Four hours after the telephone call, the offender has been caught by the Royal Gendarmerie

On the seventh day of the previous month on the third hour, the Royal Gendarmerie Center received a phone call from a U.S. citizen Peace resident stating his house was robbed while traveling. Then moved a unit of the Royal Gendarmerie under the chairmanship of chief the center to the spot. After previewing a minute some moves initiated to investigate some of the suspects from among the audience of the people of the region.

At precisely seven o'clock pm the offender, who admitted his role in deeds attributed to him, where he had entered the home after the break and the theft of some devices that had been working with the victim, including: a video camera and a computer-type high.

To hide the crime, the offender gave every piece to one of his friends in the region and the other to sell the computer to the Internet club owners in the city. The camera by fate reached the city of Casablanca. In order to continue the search, the Gendarmerie went to both cities and despite challenges and difficulties, were able to retrive these stolen items and the arrest of all who participated in this crime, which has raised great disgust in the soul.

All this happened in a short time and speed the morning the next day, the thing that impressed raised widespread in the mystery of the success of this process.

I have free minutes at the center of the gendarmerie in the right of the offender and his accomplices were brought to the Court of Appeal, Beni Mellal her justice to say in the matter.
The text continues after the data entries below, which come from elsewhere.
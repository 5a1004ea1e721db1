//! Period, year, and dynasty extraction.
//!
//! Candidates come from the record's period fields, or from the free text
//! when those are empty. Each candidate is scanned for four-digit years,
//! century expressions in several languages, and period keywords. Years are
//! then mapped onto dynasties through the taxonomy's range table.

use std::collections::BTreeMap;

use once_cell::sync::Lazy;
use regex::Regex;
use sherd_core::chronology::{century_label, century_label_for, century_midpoint};
use sherd_core::defaults::{
    MAX_CENTURY, MAX_PERIODS, MAX_YEAR, MAX_YEARS, MIN_YEAR, PERIOD_LABEL_MAX_LEN,
};
use sherd_core::models::PeriodSummary;
use sherd_core::record::RawItem;
use sherd_core::taxonomy::Category;
use sherd_core::UNKNOWN_DYNASTY;
use tracing::trace;

use crate::matcher::CompiledTaxonomy;

/// Nested management field holding curated periods.
pub const PERIOD_PATH: &[&str] = &["Metadata_for_Management", "Period"];

/// Fallback field holding a timespan label.
pub const TIMESPAN_FIELD: &str = "edmTimespanLabel";

static YEAR_PATTERN: Lazy<Option<Regex>> =
    Lazy::new(|| Regex::new(r"\b(1[0-9]{3}|20[0-2][0-9])\b").ok());

/// Century expressions. Capture group 1 holds the century number, read by
/// the rule's converter.
static CENTURY_RULES: Lazy<Vec<CenturyRule>> = Lazy::new(|| {
    let rules: [(&'static str, &str, fn(&str) -> Option<u32>); 9] = [
        ("en", r"(?i)\b(\d{1,2})(?:st|nd|rd|th)\s+century\b", parse_arabic),
        ("fr", r"(?i)\b(\d{1,2})\s*(?:er|re|ème|eme|e)\s+si[èe]cle\b", parse_arabic),
        ("fr", r"(?i)\b([ivxl]+)\s*(?:er|re|ème|eme|e)\s+si[èe]cle\b", parse_roman),
        ("de", r"(?i)\b(\d{1,2})\.\s*jahrhundert", parse_arabic),
        ("pt", r"(?i)\b(\d{1,2})\s*[º°]\s*século\b", parse_arabic),
        ("ru", r"(?i)\b(\d{1,2})(?:-?й)?\s+век", parse_arabic),
        ("fi", r"(?i)\b(\d{1,2})-luku\b", parse_arabic),
        ("lv", r"(?i)\b(\d{1,2})\.\s*gadsimt", parse_arabic),
        ("lt", r"(?i)\b(\d{1,2})\s+amžius\b", parse_arabic),
    ];
    rules
        .into_iter()
        .filter_map(|(language, pattern, convert)| {
            Regex::new(pattern).ok().map(|pattern| CenturyRule {
                language,
                pattern,
                convert,
            })
        })
        .collect()
});

struct CenturyRule {
    language: &'static str,
    pattern: Regex,
    convert: fn(&str) -> Option<u32>,
}

fn parse_arabic(digits: &str) -> Option<u32> {
    digits.parse().ok()
}

/// Roman numeral up to `L`, e.g. `"xvii"` -> 17.
fn parse_roman(numeral: &str) -> Option<u32> {
    let values = numeral
        .chars()
        .map(|c| match c.to_ascii_lowercase() {
            'i' => Some(1),
            'v' => Some(5),
            'x' => Some(10),
            'l' => Some(50),
            _ => None,
        })
        .collect::<Option<Vec<u32>>>()?;

    let mut total = 0;
    for (idx, value) in values.iter().enumerate() {
        match values.get(idx + 1) {
            Some(next) if next > value => total -= *value as i64,
            _ => total += *value as i64,
        }
    }
    u32::try_from(total).ok().filter(|n| *n > 0)
}

/// Output of [`extract_period_info`].
#[derive(Debug, Clone, Default, PartialEq)]
pub struct PeriodInfo {
    /// Period labels in discovery order.
    pub periods: Vec<String>,
    /// Years in discovery order.
    pub years: Vec<i32>,
    pub summary: PeriodSummary,
}

/// Collect periods, years, and their dynasty summary for `item`.
pub fn extract_period_info(compiled: &CompiledTaxonomy, item: &RawItem, text: &str) -> PeriodInfo {
    let taxonomy = compiled.taxonomy();
    let mut periods: Vec<String> = Vec::new();
    let mut years: Vec<i32> = Vec::new();

    for candidate in period_candidates(item, text) {
        let lowered = candidate.to_lowercase();

        years.extend(scan_years(&lowered));

        for (century, language) in scan_centuries(&lowered) {
            trace!(
                subsystem = "extract",
                component = "period",
                century,
                language,
                "Matched century expression"
            );
            years.push(century_midpoint(century));
            periods.push(century_label_for(century));
        }

        for key in compiled.matcher(Category::Period).found_keys(&lowered) {
            periods.push(display_name(key));
        }
    }

    let years = dedup_years(years);

    let mut sorted_years = years.clone();
    sorted_years.sort_unstable();

    let century = sorted_years.first().map(|y| century_label(*y));
    let date_range = match (sorted_years.first(), sorted_years.last()) {
        (Some(first), Some(last)) if first == last => Some(first.to_string()),
        (Some(first), Some(last)) => Some(format!("{}-{}", first, last)),
        _ => None,
    };
    sorted_years.truncate(MAX_YEARS);

    let mut dynasty_mapping = BTreeMap::new();
    for year in &years {
        let dynasty = taxonomy.dynasty_for_year(*year);
        if dynasty == UNKNOWN_DYNASTY {
            continue;
        }
        if sorted_years.binary_search(year).is_ok() {
            dynasty_mapping.insert(*year, dynasty.to_string());
        }
        periods.push(dynasty.to_string());
    }

    let mut periods = dedup_periods(periods);
    periods.truncate(MAX_PERIODS);

    let mut capped_years = years;
    capped_years.truncate(MAX_YEARS);

    PeriodInfo {
        summary: PeriodSummary {
            periods: periods.clone(),
            years: sorted_years,
            dynasty_mapping,
            century,
            date_range,
        },
        periods,
        years: capped_years,
    }
}

/// Period strings to scan: the curated field, else the timespan label, else
/// the free text itself. Link values are skipped.
fn period_candidates(item: &RawItem, text: &str) -> Vec<String> {
    let from_fields = |values: Vec<String>| -> Vec<String> {
        values
            .into_iter()
            .map(|v| v.trim().to_string())
            .filter(|v| !v.is_empty() && !is_link(v))
            .collect()
    };

    let curated = from_fields(item.nested(PERIOD_PATH).flatten());
    if !curated.is_empty() {
        return curated;
    }
    let timespan = from_fields(item.strings(TIMESPAN_FIELD));
    if !timespan.is_empty() {
        return timespan;
    }
    let text = text.trim();
    if text.is_empty() {
        Vec::new()
    } else {
        vec![text.to_string()]
    }
}

fn is_link(value: &str) -> bool {
    value.to_ascii_lowercase().starts_with("http")
}

/// Four-digit years between the supported bounds.
pub fn scan_years(text: &str) -> Vec<i32> {
    let Some(pattern) = YEAR_PATTERN.as_ref() else {
        return Vec::new();
    };
    pattern
        .captures_iter(text)
        .filter_map(|c| c.get(1))
        .filter_map(|m| m.as_str().parse::<i32>().ok())
        .filter(|y| (MIN_YEAR..=MAX_YEAR).contains(y))
        .collect()
}

/// Century numbers with the language of the matching rule.
pub fn scan_centuries(text: &str) -> Vec<(i32, &'static str)> {
    let mut out = Vec::new();
    for rule in CENTURY_RULES.iter() {
        for captures in rule.pattern.captures_iter(text) {
            let Some(century) = captures.get(1).and_then(|m| (rule.convert)(m.as_str())) else {
                continue;
            };
            if (1..=MAX_CENTURY).contains(&century) {
                out.push((century as i32, rule.language));
            }
        }
    }
    out
}

/// `"delft_golden_age"` -> `"Delft Golden Age"`.
pub fn display_name(key: &str) -> String {
    key.split(|c: char| c == '_' || c.is_whitespace())
        .filter(|w| !w.is_empty())
        .map(|word| {
            let mut chars = word.chars();
            match chars.next() {
                Some(first) => first.to_uppercase().chain(chars).collect::<String>(),
                None => String::new(),
            }
        })
        .collect::<Vec<_>>()
        .join(" ")
}

fn dedup_years(years: Vec<i32>) -> Vec<i32> {
    let mut out = Vec::with_capacity(years.len());
    for year in years {
        if !out.contains(&year) {
            out.push(year);
        }
    }
    out
}

fn dedup_periods(periods: Vec<String>) -> Vec<String> {
    let mut seen: Vec<String> = Vec::new();
    let mut out = Vec::new();
    for period in periods {
        let period = period.trim().to_string();
        if period.is_empty() || period.chars().count() >= PERIOD_LABEL_MAX_LEN {
            continue;
        }
        let folded = period.to_lowercase();
        if !seen.contains(&folded) {
            seen.push(folded);
            out.push(period);
        }
    }
    out
}
pub(super) fn colors() -> KeywordSet {
    KeywordSet::from_pairs(&[
        (
            "blue and white",
            &[
                "blue", "white", "blue and white", "underglaze blue", "cobalt blue", "qinghua",
                "blue white", "delft blue", "delfts blauw",
            ],
        ),
        (
            "celadon",
            &[
                "celadon", "green glaze", "greenish", "longquan celadon", "yue celadon",
                "greenware", "sea green",
            ],
        ),
        (
            "famille rose",
            &["famille rose", "pink", "rose", "fencai", "yangcai", "enamel pink"],
        ),
        (
            "famille verte",
            &["famille verte", "green family", "kangxi palette", "wucai"],
        ),
        (
            "red",
            &["red", "copper red", "iron red", "sang de boeuf", "oxblood", "jihong", "crimson"],
        ),
        (
            "yellow",
            &["yellow", "imperial yellow", "egg yolk", "lemon yellow", "mustard"],
        ),
        ("black", &["black", "mirror black", "tenmoku", "jian ware"]),
        (
            "brown",
            &["brown", "cafe-au-lait", "chocolate", "tea dust", "coffee"],
        ),
        ("purple", &["purple", "aubergine", "violet", "lavender", "plum"]),
        (
            "green",
            &["green", "apple green", "cucumber green", "emerald", "jade"],
        ),
        ("gold", &["gold", "gilt", "gilded", "golden", "gilding"]),
        (
            "multicolor",
            &[
                "polychrome", "multicolor", "wucai", "doucai", "contrasting colors", "five color",
            ],
        ),
    ])
}
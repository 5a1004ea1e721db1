//! Extraction quality indicators.

use sherd_core::models::{DescriptiveMetadata, ExtractionQuality};

/// Presence indicators for the attribute lists of `descriptive`.
pub fn assess(descriptive: &DescriptiveMetadata) -> ExtractionQuality {
    ExtractionQuality {
        has_color: !descriptive.colored_drawing.is_empty(),
        has_decoration: !descriptive.decorations.is_empty(),
        has_shape: !descriptive.shape.is_empty(),
        has_function: !descriptive.function.is_empty(),
        has_material: !descriptive.paste.is_empty(),
        has_glaze: !descriptive.glaze.is_empty(),
        has_place: !descriptive.production_place.is_empty(),
        has_inscription: !descriptive.inscriptions.is_empty(),
    }
}
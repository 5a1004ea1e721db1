//! Marks, seals, and inscriptions.

use once_cell::sync::Lazy;
use regex::Regex;
use sherd_core::defaults::{
    INSCRIPTION_CAPTURES_PER_PATTERN, INSCRIPTION_CAPTURE_MAX_LEN, INSCRIPTION_KEYWORD_HITS,
    MAX_INSCRIPTIONS,
};
use sherd_core::taxonomy::{Category, KeywordSet};

use crate::attributes::{dedup_keep_order, phrase_captures};
use crate::matcher::{CompiledTaxonomy, KeywordMatcher};

/// Vocabulary of marking terms, in reporting order.
pub const INSCRIPTION_TERMS: &[&str] = &[
    "mark",
    "marked",
    "inscription",
    "inscribed",
    "character",
    "seal",
    "signature",
    "signed",
    "reign mark",
    "nianzhi",
    "nianzhao",
    "tang",
    "zhi",
    "zao",
    "six character",
    "four character",
    "seal mark",
    "reign title",
    "base mark",
];

static INSCRIPTION_MATCHER: Lazy<KeywordMatcher> = Lazy::new(|| {
    let pairs: Vec<(&str, &[&str])> = INSCRIPTION_TERMS
        .iter()
        .map(|term| (*term, std::slice::from_ref(term)))
        .collect();
    KeywordMatcher::new(&KeywordSet::from_pairs(&pairs))
});

static INSCRIPTION_PHRASES: Lazy<Vec<(Regex, &'static str)>> = Lazy::new(|| {
    [
        (r"\bmark(?:ed)?\s+(?:of|with|reading)\s+([\w\s]+?)(?:\.|,|;)", "mark"),
        (r"\binscription\s+(?:of|reading)\s+([\w\s]+?)(?:\.|,|;)", "inscription"),
        (
            r"\b(?:six|four|two)\s+character\s+mark\s+(?:of|reading)?\s*([\w\s]+?)(?:\.|,|;)",
            "character mark",
        ),
        (r"\breign\s+mark\s+of\s+([\w\s]+?)(?:\.|,|;)", "reign mark"),
        (r"\bsigned\s+([\w\s]+?)(?:\.|,|;)", "signature"),
    ]
    .into_iter()
    .filter_map(|(pattern, tag)| Regex::new(pattern).ok().map(|re| (re, tag)))
    .collect()
});

/// Inscription descriptors found in lower-cased free text.
///
/// Up to three marking terms, then `tag:capture` phrases, then a
/// `period mark:<key>` entry for each period named alongside the word "mark".
pub fn extract_inscriptions(compiled: &CompiledTaxonomy, text: &str) -> Vec<String> {
    let text = text.to_lowercase();
    let terms = INSCRIPTION_MATCHER.found_keys(&text);
    let has_mark = terms.contains(&"mark");
    let mut out: Vec<String> = terms
        .into_iter()
        .take(INSCRIPTION_KEYWORD_HITS)
        .map(str::to_string)
        .collect();

    out.extend(phrase_captures(
        &INSCRIPTION_PHRASES,
        &text,
        INSCRIPTION_CAPTURES_PER_PATTERN,
        INSCRIPTION_CAPTURE_MAX_LEN,
    ));

    if has_mark {
        for key in compiled.matcher(Category::Period).found_keys(&text) {
            out.push(format!("period mark:{}", key));
        }
    }

    let mut out = dedup_keep_order(out);
    out.truncate(MAX_INSCRIPTIONS);
    out
}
This is sure to succeed in such cases significantly reduce the recurrence of crime and to deter all of Salt has the same embarking on such inhuman crimes.



[Jealous] [22/11/2010 5:29 pm]

If the victim is a Moroccan will be things such speed????

[For transient] [22/11/2010 10:08 pm]

Hahahahahaha reason for the success of the process is that the victim was an American national Hahahahahahahahahah

Wednesday, November 24, 2010

On Me In The News

A news report about the break in at my house (so I am told):


Sunday, November 21, 2010

On Forgiveness

Since the break-in my understanding of Moroccan Legal systems, which was nonexistent to begin with, has increased.  I get a say in what happens to the burglars who broke into my house. Thus I found myself petitioned to forgive them their trespasses and write a letter to that effect. Forgiveness is an tricky topic, but with five years worth of college ethics classes, it was a topic I was up to. Drawing on the teachings of Dr. Tony Clark of the University of St. Andrews I composed this letter:

To Whom It May Concern:
·      Whereas I recognize the youth and foolishness of the perpetrators,
·      Whereas I understand the agony that their mothers are experiencing as the result of their crime,
·      Whereas most of the property stolen was promptly returned through the valiant efforts of the Gendarmes,
·      Whereas the physical damage caused has been repaired,
·      And in full awareness of the teachings of forgiveness that God and his Prophets have endeavored to give,
By the powers vested in me by his Majesty Mohammed VI, King of Morocco and by the laws of his subjects, I do hereby forgive:

Rajil Wahida and Rajil Tani [obviously not real names]
 of the wrongs that they have done me.
May god make them penitent and give them the wherewithal to live justly and not commit further crimes.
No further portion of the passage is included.